REQUIREMENT » Return each line of the entries that holds the string "struct".

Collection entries
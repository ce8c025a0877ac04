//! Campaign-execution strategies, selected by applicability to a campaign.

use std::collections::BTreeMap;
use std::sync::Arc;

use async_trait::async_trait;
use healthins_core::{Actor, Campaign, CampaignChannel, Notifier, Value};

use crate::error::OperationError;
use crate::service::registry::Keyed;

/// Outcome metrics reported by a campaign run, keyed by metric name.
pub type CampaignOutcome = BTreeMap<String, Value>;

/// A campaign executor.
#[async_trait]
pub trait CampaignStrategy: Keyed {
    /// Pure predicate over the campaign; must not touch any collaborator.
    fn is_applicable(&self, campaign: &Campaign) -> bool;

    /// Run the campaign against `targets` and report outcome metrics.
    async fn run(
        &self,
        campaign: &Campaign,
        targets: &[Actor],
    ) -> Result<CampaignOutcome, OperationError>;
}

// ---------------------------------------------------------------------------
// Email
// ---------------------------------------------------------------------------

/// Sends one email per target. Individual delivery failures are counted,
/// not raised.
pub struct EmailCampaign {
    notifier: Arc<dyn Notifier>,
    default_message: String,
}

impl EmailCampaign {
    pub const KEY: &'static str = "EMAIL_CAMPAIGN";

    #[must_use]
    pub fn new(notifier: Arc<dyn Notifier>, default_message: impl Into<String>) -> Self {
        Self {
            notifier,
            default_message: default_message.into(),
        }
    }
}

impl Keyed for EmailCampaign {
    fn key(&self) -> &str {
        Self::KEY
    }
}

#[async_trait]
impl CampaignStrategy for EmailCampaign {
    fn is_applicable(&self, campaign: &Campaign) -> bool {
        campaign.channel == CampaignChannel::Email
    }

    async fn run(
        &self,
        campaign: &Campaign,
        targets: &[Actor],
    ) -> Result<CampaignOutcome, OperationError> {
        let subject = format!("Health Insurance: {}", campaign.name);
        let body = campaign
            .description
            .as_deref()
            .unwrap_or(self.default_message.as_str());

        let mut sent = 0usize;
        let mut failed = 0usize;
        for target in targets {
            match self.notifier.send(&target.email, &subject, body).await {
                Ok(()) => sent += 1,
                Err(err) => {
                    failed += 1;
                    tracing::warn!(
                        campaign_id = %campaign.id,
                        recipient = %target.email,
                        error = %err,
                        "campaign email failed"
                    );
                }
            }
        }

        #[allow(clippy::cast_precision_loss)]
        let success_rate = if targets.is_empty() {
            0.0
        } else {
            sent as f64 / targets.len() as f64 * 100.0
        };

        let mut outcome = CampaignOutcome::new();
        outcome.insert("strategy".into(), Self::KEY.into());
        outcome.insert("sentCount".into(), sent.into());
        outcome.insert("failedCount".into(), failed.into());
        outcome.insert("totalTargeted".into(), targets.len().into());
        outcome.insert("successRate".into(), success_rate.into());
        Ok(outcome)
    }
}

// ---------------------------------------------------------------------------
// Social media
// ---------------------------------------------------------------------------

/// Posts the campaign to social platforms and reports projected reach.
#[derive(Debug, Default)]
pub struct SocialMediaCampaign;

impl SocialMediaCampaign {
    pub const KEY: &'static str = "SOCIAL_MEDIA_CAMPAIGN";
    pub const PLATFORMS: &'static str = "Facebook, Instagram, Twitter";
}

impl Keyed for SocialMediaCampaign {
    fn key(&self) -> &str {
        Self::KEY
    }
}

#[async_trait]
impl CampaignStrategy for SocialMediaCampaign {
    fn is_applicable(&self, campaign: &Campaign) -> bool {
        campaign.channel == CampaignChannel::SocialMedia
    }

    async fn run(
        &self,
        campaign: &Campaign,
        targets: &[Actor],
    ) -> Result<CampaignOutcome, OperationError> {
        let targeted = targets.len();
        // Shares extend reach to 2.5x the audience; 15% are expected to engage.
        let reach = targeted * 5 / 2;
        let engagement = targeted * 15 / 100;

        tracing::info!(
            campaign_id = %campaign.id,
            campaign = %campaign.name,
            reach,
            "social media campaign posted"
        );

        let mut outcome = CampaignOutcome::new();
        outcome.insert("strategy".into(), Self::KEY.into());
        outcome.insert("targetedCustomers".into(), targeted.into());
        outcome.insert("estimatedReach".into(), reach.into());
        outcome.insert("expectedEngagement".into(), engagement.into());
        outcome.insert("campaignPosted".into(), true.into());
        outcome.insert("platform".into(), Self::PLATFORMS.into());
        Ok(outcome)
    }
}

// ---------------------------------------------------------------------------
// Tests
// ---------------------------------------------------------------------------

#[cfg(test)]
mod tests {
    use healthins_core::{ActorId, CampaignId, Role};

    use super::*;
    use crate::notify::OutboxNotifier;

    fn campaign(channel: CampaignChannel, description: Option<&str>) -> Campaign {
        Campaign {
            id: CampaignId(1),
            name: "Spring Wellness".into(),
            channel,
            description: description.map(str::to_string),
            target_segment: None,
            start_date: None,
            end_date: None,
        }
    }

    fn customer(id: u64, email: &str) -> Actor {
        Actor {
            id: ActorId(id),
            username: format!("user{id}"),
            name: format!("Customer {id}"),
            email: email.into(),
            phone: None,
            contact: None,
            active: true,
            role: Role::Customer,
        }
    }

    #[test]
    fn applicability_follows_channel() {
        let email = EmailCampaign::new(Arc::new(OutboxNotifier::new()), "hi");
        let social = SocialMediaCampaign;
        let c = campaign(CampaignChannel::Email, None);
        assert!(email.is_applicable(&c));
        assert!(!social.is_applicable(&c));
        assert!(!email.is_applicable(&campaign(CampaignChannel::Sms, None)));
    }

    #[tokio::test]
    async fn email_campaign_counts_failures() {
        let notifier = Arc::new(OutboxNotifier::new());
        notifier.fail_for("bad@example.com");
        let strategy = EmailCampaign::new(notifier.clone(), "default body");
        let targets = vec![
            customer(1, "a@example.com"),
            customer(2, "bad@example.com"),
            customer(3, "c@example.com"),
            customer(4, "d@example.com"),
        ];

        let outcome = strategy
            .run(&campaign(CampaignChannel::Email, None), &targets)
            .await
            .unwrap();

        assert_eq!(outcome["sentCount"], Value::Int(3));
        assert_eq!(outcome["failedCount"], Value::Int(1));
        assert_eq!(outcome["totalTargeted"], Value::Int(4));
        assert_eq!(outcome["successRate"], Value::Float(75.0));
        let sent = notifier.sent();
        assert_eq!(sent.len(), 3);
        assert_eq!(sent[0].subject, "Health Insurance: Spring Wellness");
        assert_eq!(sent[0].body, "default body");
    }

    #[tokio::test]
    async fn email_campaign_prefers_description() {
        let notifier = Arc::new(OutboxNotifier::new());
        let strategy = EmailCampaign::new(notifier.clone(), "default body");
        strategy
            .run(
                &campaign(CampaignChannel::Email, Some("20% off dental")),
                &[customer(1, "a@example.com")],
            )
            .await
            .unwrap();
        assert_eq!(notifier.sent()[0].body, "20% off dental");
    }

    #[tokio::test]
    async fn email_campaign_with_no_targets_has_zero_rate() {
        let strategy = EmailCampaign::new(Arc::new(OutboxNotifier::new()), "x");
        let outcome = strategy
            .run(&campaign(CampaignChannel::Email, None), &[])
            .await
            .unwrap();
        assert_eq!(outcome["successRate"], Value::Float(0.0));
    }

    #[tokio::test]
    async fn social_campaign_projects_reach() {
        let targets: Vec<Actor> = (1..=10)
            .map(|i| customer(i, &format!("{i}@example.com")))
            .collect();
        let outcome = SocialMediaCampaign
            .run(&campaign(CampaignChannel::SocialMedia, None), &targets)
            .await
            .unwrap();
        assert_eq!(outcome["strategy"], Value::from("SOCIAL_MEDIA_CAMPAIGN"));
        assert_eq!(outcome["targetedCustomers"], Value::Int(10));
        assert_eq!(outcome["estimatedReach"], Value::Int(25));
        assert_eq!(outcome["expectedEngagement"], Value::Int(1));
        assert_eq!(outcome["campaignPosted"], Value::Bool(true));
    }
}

THE COMPLETED TASK »
pub struct EmailCampaign {
pub struct SocialMediaCampaign;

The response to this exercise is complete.